J’avais oublié le temps. Maintenant, je redécouvre l’espace. Sous l’œil circonspect d’un requin à pointe blanche, d’une murène tachetée, j’apprends la liberté.

Un lundi au soleil, fragment 1 — L’envol du temps

mercredi 19 avril 2006

La journée n’avait pas été de tout repos. Le matin tôt, j’avais fermé la maison pour la semaine, et j’avais embarqué pour le bureau chargé comme un baudet, avec armes et bagages, et aussi cette pointe d’angoisse qui accompagne chaque départ pour une contrée lointaine. Une journée de travail remplie au maximum pour libérer ma tête des affaires en souffrance avaient finalement gommé la peur sournoise qui me nouait les tripes, et la fatigue l’avait même transmuée en une ivresse joyeuse et inoxydable. Tous ensembles nous partions pour un coin de paradis sur Terre.

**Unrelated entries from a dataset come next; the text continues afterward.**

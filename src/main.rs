use anyhow::{Context, Result};
use question_browser::app::QuestionBrowser;
use question_browser::config::Config;
use question_browser::infrastructure::{FileStore, ResourceClient, SystemEnvironment};
use question_browser::utils::logging;
use tokio::io::BufReader;
use tracing::error;

#[tokio::main(flavor = "current_thread")]
async fn main() -> Result<()> {
    // 加载配置
    let config = Config::load().context("加载配置失败")?;

    // 初始化日志
    logging::init(config.verbose_logging);
    logging::log_startup(&config);

    let store = FileStore::open(&config.storage_file)
        .with_context(|| format!("无法打开存储文件: {}", config.storage_file))?;
    let environment = SystemEnvironment::new(config.prefers_color_scheme.clone());

    let mut app = QuestionBrowser::new(ResourceClient::new(), store, environment, &config);

    // 加载失败时界面上已经换成错误提示，仍然进入命令循环以便 reload
    if let Err(e) = app.initialize().await {
        error!("初始化失败: {}", e);
        if config.exit_on_load_error {
            println!("{}", app.screen(std::time::Instant::now()));
            return Err(e.into());
        }
    }

    app.run(BufReader::new(tokio::io::stdin()), tokio::io::stdout())
        .await
}
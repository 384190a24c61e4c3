//! 资源获取 - 基础设施层
//!
//! 持有 HTTP 客户端，只暴露"按地址取回文本"的能力

use crate::error::LoadError;
use std::collections::HashMap;
use tracing::debug;

/// 按地址取回原始文本
///
/// 职责：
/// - 区分 http(s) 地址和本地文件
/// - 非 2xx 状态码、文件不存在都算作不可达
/// - 不解析 JSON
#[allow(async_fn_in_trait)]
pub trait ResourceFetcher {
    async fn fetch_text(&self, location: &str) -> Result<String, LoadError>;
}

/// 默认实现：http(s) 走 reqwest，其余按本地路径读取
pub struct ResourceClient {
    http: reqwest::Client,
}

impl ResourceClient {
    pub fn new() -> Self {
        Self {
            http: reqwest::Client::new(),
        }
    }

    fn is_remote(location: &str) -> bool {
        location.starts_with("http://") || location.starts_with("https://")
    }

    async fn fetch_remote(&self, url: &str) -> Result<String, LoadError> {
        let response = self
            .http
            .get(url)
            .send()
            .await
            .map_err(|e| LoadError::unreachable(url, e))?;

        let status = response.status();
        if !status.is_success() {
            return Err(LoadError::unreachable(url, format!("状态码 {}", status)));
        }

        response.text().await.map_err(|e| LoadError::unreachable(url, e))
    }

    async fn fetch_local(&self, path: &str) -> Result<String, LoadError> {
        tokio::fs::read_to_string(path)
            .await
            .map_err(|e| LoadError::unreachable(path, e))
    }
}

impl Default for ResourceClient {
    fn default() -> Self {
        Self::new()
    }
}

impl ResourceFetcher for ResourceClient {
    async fn fetch_text(&self, location: &str) -> Result<String, LoadError> {
        debug!("获取资源: {}", location);
        if Self::is_remote(location) {
            self.fetch_remote(location).await
        } else {
            self.fetch_local(location).await
        }
    }
}

/// 内存中的固定资源表，未登记的地址视为不可达
#[derive(Debug, Default, Clone)]
pub struct StaticFetcher {
    resources: HashMap<String, String>,
}

impl StaticFetcher {
    pub fn new() -> Self {
        Self::default()
    }

    pub fn with_resource(mut self, location: &str, body: impl Into<String>) -> Self {
        self.resources.insert(location.to_string(), body.into());
        self
    }
}

impl ResourceFetcher for StaticFetcher {
    async fn fetch_text(&self, location: &str) -> Result<String, LoadError> {
        self.resources
            .get(location)
            .cloned()
            .ok_or_else(|| LoadError::unreachable(location, "状态码 404 Not Found"))
    }
}

#[cfg(test)]
mod tests {
    use super::*;

    #[tokio::test]
    async fn missing_local_file_is_unreachable() {
        let dir = tempfile::tempdir().unwrap();
        let path = dir.path().join("data.json");

        let err = ResourceClient::new()
            .fetch_text(path.to_str().unwrap())
            .await
            .unwrap_err();
        assert!(matches!(err, LoadError::ResourceUnreachable { .. }));
    }

    #[tokio::test]
    async fn local_file_is_read_as_text() {
        let dir = tempfile::tempdir().unwrap();
        let path = dir.path().join("data.json");
        std::fs::write(&path, "[]").unwrap();

        let text = ResourceClient::new()
            .fetch_text(path.to_str().unwrap())
            .await
            .unwrap();
        assert_eq!(text, "[]");
    }

    #[test]
    fn remote_detection() {
        assert!(ResourceClient::is_remote("https://example.com/data.json"));
        assert!(!ResourceClient::is_remote("data/data.json"));
    }
}
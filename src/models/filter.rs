use std::fmt;
use std::str::FromStr;

/// 分类过滤条件
///
/// `all` / `bookmarked` / `code` 是固定名称，其余字符串按分类名精确匹配
#[derive(Debug, Clone, PartialEq, Eq, Hash, Default)]
pub enum CategoryFilter {
    #[default]
    All,
    Bookmarked,
    Code,
    Category(String),
}

impl CategoryFilter {
    pub fn name(&self) -> &str {
        match self {
            CategoryFilter::All => "all",
            CategoryFilter::Bookmarked => "bookmarked",
            CategoryFilter::Code => "code",
            CategoryFilter::Category(name) => name,
        }
    }
}

impl FromStr for CategoryFilter {
    type Err = std::convert::Infallible;

    fn from_str(s: &str) -> Result<Self, Self::Err> {
        Ok(match s.trim() {
            "" | "all" => CategoryFilter::All,
            "bookmarked" => CategoryFilter::Bookmarked,
            "code" => CategoryFilter::Code,
            other => CategoryFilter::Category(other.to_string()),
        })
    }
}

impl fmt::Display for CategoryFilter {
    fn fmt(&self, f: &mut fmt::Formatter<'_>) -> fmt::Result {
        f.write_str(self.name())
    }
}
use crate::models::ThemeMode;

pub const RESET: &str = "\x1b[0m";
pub const BOLD: &str = "\x1b[1m";
pub const ITALIC: &str = "\x1b[3m";
pub const UNDERLINE: &str = "\x1b[4m";

/// 终端配色
#[derive(Debug, Clone, Copy, PartialEq, Eq)]
pub struct Palette {
    pub heading: &'static str,
    pub accent: &'static str,
    pub muted: &'static str,
    pub tag: &'static str,
    pub keyword: &'static str,
    pub string: &'static str,
    pub comment: &'static str,
    pub number: &'static str,
    pub code: &'static str,
    pub error: &'static str,
    pub warning: &'static str,
    /// 图表分段颜色，分类超过四个时循环使用
    pub segments: [&'static str; 4],
}

const LIGHT: Palette = Palette {
    heading: "\x1b[38;5;55m",
    accent: "\x1b[38;5;62m",
    muted: "\x1b[38;5;244m",
    tag: "\x1b[38;5;29m",
    keyword: "\x1b[38;5;127m",
    string: "\x1b[38;5;28m",
    comment: "\x1b[38;5;245m",
    number: "\x1b[38;5;166m",
    code: "\x1b[38;5;236m",
    error: "\x1b[38;5;160m",
    warning: "\x1b[38;5;130m",
    segments: ["\x1b[38;5;62m", "\x1b[38;5;36m", "\x1b[38;5;208m", "\x1b[38;5;196m"],
};

const DARK: Palette = Palette {
    heading: "\x1b[38;5;147m",
    accent: "\x1b[38;5;111m",
    muted: "\x1b[38;5;246m",
    tag: "\x1b[38;5;79m",
    keyword: "\x1b[38;5;213m",
    string: "\x1b[38;5;114m",
    comment: "\x1b[38;5;242m",
    number: "\x1b[38;5;215m",
    code: "\x1b[38;5;252m",
    error: "\x1b[38;5;203m",
    warning: "\x1b[38;5;221m",
    segments: ["\x1b[38;5;105m", "\x1b[38;5;79m", "\x1b[38;5;215m", "\x1b[38;5;203m"],
};

impl Palette {
    pub fn for_theme(theme: ThemeMode) -> Self {
        match theme {
            ThemeMode::Light => LIGHT,
            ThemeMode::Dark => DARK,
        }
    }

    pub fn segment(&self, index: usize) -> &'static str {
        self.segments[index % self.segments.len()]
    }
}

/// 用颜色包裹一段文本
pub fn paint(color: &str, text: &str) -> String {
    format!("{color}{text}{RESET}")
}

/// 去掉 ANSI 转义序列，测试和宽度计算用
pub fn strip_ansi(text: &str) -> String {
    let mut out = String::with_capacity(text.len());
    let mut chars = text.chars();
    while let Some(c) = chars.next() {
        if c == '\x1b' {
            for c in chars.by_ref() {
                if c.is_ascii_alphabetic() {
                    break;
                }
            }
        } else {
            out.push(c);
        }
    }
    out
}
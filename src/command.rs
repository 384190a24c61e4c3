//! 交互命令解析

use crate::models::CategoryFilter;

/// 用户的一次操作
#[derive(Debug, Clone, PartialEq, Eq)]
pub enum Command {
    /// 重新显示列表
    List,
    /// 设置搜索词，空字符串表示清除
    Search(String),
    Filter(CategoryFilter),
    Open(i64),
    Close,
    /// 带 id 时切换列表中的题目，不带时切换当前打开的题目
    Bookmark(Option<i64>),
    Theme,
    Stats,
    Reload,
    Help,
    Quit,
    /// 无法识别的输入
    Unknown(String),
}

impl Command {
    pub fn parse(line: &str) -> Self {
        let line = line.trim();
        let (verb, rest) = match line.split_once(char::is_whitespace) {
            Some((verb, rest)) => (verb, rest.trim()),
            None => (line, ""),
        };

        match verb.to_ascii_lowercase().as_str() {
            "" | "list" | "ls" => Command::List,
            "search" | "s" | "/" => Command::Search(rest.to_string()),
            "filter" | "f" => Command::Filter(rest.parse().unwrap_or_default()),
            "open" | "o" => match rest.parse() {
                Ok(id) => Command::Open(id),
                Err(_) => Command::Unknown(line.to_string()),
            },
            "close" | "back" => Command::Close,
            "bookmark" | "b" => {
                if rest.is_empty() {
                    Command::Bookmark(None)
                } else {
                    match rest.parse() {
                        Ok(id) => Command::Bookmark(Some(id)),
                        Err(_) => Command::Unknown(line.to_string()),
                    }
                }
            }
            "theme" | "t" => Command::Theme,
            "stats" => Command::Stats,
            "reload" => Command::Reload,
            "help" | "h" | "?" => Command::Help,
            "quit" | "exit" | "q" => Command::Quit,
            _ => match line.parse() {
                // 直接输入 id 等同于打开
                Ok(id) => Command::Open(id),
                Err(_) => Command::Unknown(line.to_string()),
            },
        }
    }
}

pub const HELP: &str = "\
可用命令:
  list                      显示当前列表
  search <关键词>           搜索题目和答案（不带关键词则清除）
  filter <all|bookmarked|code|分类名>
  open <id>                 查看题目详情（也可以直接输入 id）
  close                     返回列表
  bookmark [id]             切换收藏（详情页中可省略 id）
  theme                     切换浅色/深色主题
  stats                     显示统计
  reload                    重新加载题目
  quit                      退出";

#[cfg(test)]
mod tests {
    use super::*;

    #[test]
    fn parses_commands_with_arguments() {
        assert_eq!(Command::parse("search  Event Loop "), Command::Search("Event Loop".into()));
        assert_eq!(Command::parse("search"), Command::Search(String::new()));
        assert_eq!(Command::parse("filter code"), Command::Filter(CategoryFilter::Code));
        assert_eq!(Command::parse("f coding"), Command::Filter(CategoryFilter::Category("coding".into())));
        assert_eq!(Command::parse("filter"), Command::Filter(CategoryFilter::All));
        assert_eq!(Command::parse("open 12"), Command::Open(12));
        assert_eq!(Command::parse("12"), Command::Open(12));
        assert_eq!(Command::parse("bookmark"), Command::Bookmark(None));
        assert_eq!(Command::parse("b 3"), Command::Bookmark(Some(3)));
        assert_eq!(Command::parse("QUIT"), Command::Quit);
        assert_eq!(Command::parse(""), Command::List);
    }

    #[test]
    fn bad_ids_are_unknown() {
        assert_eq!(Command::parse("open abc"), Command::Unknown("open abc".into()));
        assert_eq!(Command::parse("bookmark x"), Command::Unknown("bookmark x".into()));
        assert_eq!(Command::parse("dance"), Command::Unknown("dance".into()));
    }
}
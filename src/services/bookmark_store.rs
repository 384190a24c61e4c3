//! 书签服务 - 业务能力层
//!
//! 维护已收藏的题目 id，每次修改后立即写回存储

use crate::error::StorageError;
use crate::infrastructure::KeyValueStore;
use tracing::{debug, warn};

/// 书签在存储中的键
pub const BOOKMARKS_KEY: &str = "bookmarkedQuestions";

/// 书签服务
///
/// 职责：
/// - id 升序且不重复，切换两次后存储内容与切换前完全一致
/// - toggle 后同步持久化
/// - 不关心界面如何刷新
pub struct BookmarkStore<S> {
    store: S,
    ids: Vec<i64>,
}

impl<S: KeyValueStore> BookmarkStore<S> {
    /// 从存储加载书签，缺失或损坏时为空
    ///
    /// 存储里的值与规整后的编码（升序、去重、无空白）不一致时立即写回
    pub fn load(store: S) -> Self {
        let (ids, rewrite) = match store.get(BOOKMARKS_KEY) {
            Some(raw) => match serde_json::from_str::<Vec<i64>>(&raw) {
                Ok(raw_ids) => {
                    let ids = normalize(raw_ids);
                    let rewrite = serde_json::to_string(&ids).map_or(false, |encoded| encoded != raw);
                    (ids, rewrite)
                }
                Err(e) => {
                    warn!("⚠️ 书签数据损坏，已忽略: {}", e);
                    (Vec::new(), false)
                }
            },
            None => (Vec::new(), false),
        };
        debug!("已加载 {} 个书签", ids.len());

        let mut bookmarks = Self { store, ids };
        if rewrite {
            debug!("书签顺序已规整，写回存储");
            if let Err(e) = bookmarks.persist() {
                warn!("⚠️ 书签写回失败: {}", e);
            }
        }
        bookmarks
    }

    pub fn is_bookmarked(&self, id: i64) -> bool {
        self.ids.contains(&id)
    }

    /// 升序排列的 id
    pub fn ids(&self) -> &[i64] {
        &self.ids
    }

    pub fn len(&self) -> usize {
        self.ids.len()
    }

    pub fn is_empty(&self) -> bool {
        self.ids.is_empty()
    }

    /// 切换收藏状态并写回存储，返回切换后的状态
    ///
    /// 写入失败时内存中的状态已经切换，错误交给调用方提示
    pub fn toggle(&mut self, id: i64) -> Result<bool, StorageError> {
        let bookmarked = match self.ids.binary_search(&id) {
            Ok(index) => {
                self.ids.remove(index);
                false
            }
            Err(index) => {
                self.ids.insert(index, id);
                true
            }
        };
        debug!("书签 #{} -> {}", id, bookmarked);
        self.persist()?;
        Ok(bookmarked)
    }

    /// 底层存储，供主题等其他键共用
    pub fn storage(&self) -> &S {
        &self.store
    }

    pub fn storage_mut(&mut self) -> &mut S {
        &mut self.store
    }

    fn persist(&mut self) -> Result<(), StorageError> {
        let encoded = serde_json::to_string(&self.ids).map_err(|source| StorageError::Corrupt {
            key: BOOKMARKS_KEY.to_string(),
            source,
        })?;
        self.store.set(BOOKMARKS_KEY, encoded)
    }
}

fn normalize(mut ids: Vec<i64>) -> Vec<i64> {
    ids.sort_unstable();
    ids.dedup();
    ids
}

#[cfg(test)]
mod tests {
    use super::*;
    use crate::infrastructure::MemoryStore;

    #[test]
    fn starts_empty_without_storage() {
        let store = BookmarkStore::load(MemoryStore::new());
        assert!(store.is_empty());
        assert!(!store.is_bookmarked(1));
    }

    #[test]
    fn loads_persisted_ids_sorted_without_duplicates() {
        let store = BookmarkStore::load(MemoryStore::new().with_entry(BOOKMARKS_KEY, "[5,2,5,9]"));
        assert_eq!(store.ids(), &[2, 5, 9]);
        assert_eq!(store.storage().get(BOOKMARKS_KEY).as_deref(), Some("[2,5,9]"));
    }

    #[test]
    fn unordered_value_is_rewritten_and_double_toggle_keeps_it() {
        let mut store = BookmarkStore::load(MemoryStore::new().with_entry(BOOKMARKS_KEY, "[2,1]"));
        let before = store.storage().get(BOOKMARKS_KEY);
        assert_eq!(before.as_deref(), Some("[1,2]"));

        store.toggle(1).unwrap();
        store.toggle(1).unwrap();
        assert_eq!(store.storage().get(BOOKMARKS_KEY), before);
    }

    #[test]
    fn spaced_value_is_rewritten_compactly() {
        let mut store = BookmarkStore::load(MemoryStore::new().with_entry(BOOKMARKS_KEY, "[ 1, 2 ]"));
        assert_eq!(store.storage().get(BOOKMARKS_KEY).as_deref(), Some("[1,2]"));

        store.toggle(7).unwrap();
        store.toggle(7).unwrap();
        assert_eq!(store.storage().get(BOOKMARKS_KEY).as_deref(), Some("[1,2]"));
    }

    #[test]
    fn corrupt_value_is_ignored() {
        let store = BookmarkStore::load(MemoryStore::new().with_entry(BOOKMARKS_KEY, "[1,"));
        assert!(store.is_empty());
    }

    #[test]
    fn toggle_adds_then_removes() {
        let mut store = BookmarkStore::load(MemoryStore::new());
        assert!(store.toggle(4).unwrap());
        assert!(store.is_bookmarked(4));
        assert_eq!(store.storage().get(BOOKMARKS_KEY).as_deref(), Some("[4]"));

        assert!(!store.toggle(4).unwrap());
        assert!(!store.is_bookmarked(4));
        assert_eq!(store.storage().get(BOOKMARKS_KEY).as_deref(), Some("[]"));
    }

    #[test]
    fn double_toggle_restores_membership_and_persisted_value() {
        let mut store = BookmarkStore::load(MemoryStore::new());
        store.toggle(8).unwrap();
        store.toggle(3).unwrap();
        let before = store.storage().get(BOOKMARKS_KEY);
        assert_eq!(before.as_deref(), Some("[3,8]"));

        for id in [3, 11] {
            store.toggle(id).unwrap();
            store.toggle(id).unwrap();
            assert_eq!(store.ids(), &[3, 8]);
            assert_eq!(store.storage().get(BOOKMARKS_KEY), before);
        }
    }
}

À près de neuf mille kilomètres de là, nous descendons de l’avion. Sorti sur le tarmac en tenue parisienne, je marche quelque pas dans la moiteur brûlante avant de m’arrêter là, tant il est impérieux, par simple réflexe de survie, de quitter sur-le-champ pull et blouson. Le hall est heureusement climatisé. Nous confions nos bagages aux GO venus nous accueillir, et nous nous posons là, à la terrasse du bar, terrassés de chaleur.

Épuisé par la dette de sommeil des jours précédents conjuguée aux heures de sommeil tordu sur un siège de charter, hébété de lumière et de canicule, je ne sais déjà plus très bien quel jour on est. Je ne sais pas très bien non plus quelle heure il est, et à ce moment-là en vérité cela n’a pas vraiment d’importance. Je ne pense même pas à régler ma montre sur le fuseau horaire local. Tout cela me devient étrange, étranger, je sens confusément que j’ai perdu de vue ce que pouvaient signifier ces aiguilles qui se courent après sur mon poignet.

Pour un moment fugace, le temps se défile, sa trame se relâche, et je glisse entre les mailles.

Un lundi au soleil

mardi 18 avril 2006

Silence radio complet la semaine passée… car j’étais à neuf mille kilomètres de la maison, et hors d’atteinte de toute espèce d’accès Internet. J’ai ressorti les cahiers et les crayons, noté ce qui me passait par la tête, et surtout profité du soleil, du sable blanc et de l’eau turquoise du lagon. Dès demain, le soleil des Maldives s’invitera ici pour quelques pages du carnet de voyage.

Hors limites

lundi 10 avril 2006

Jamais avec les ex. Tu m’avais dit il y a longtemps qu’on renonçait au sexe quand l’histoire était finie. Les anciennes amours et les amantes de passage une fois perdues de vue, c’était zone interdite. J’ai fait mienne cette règle, fièrement intègre, droit dans mes bottes, jusqu’au jour où.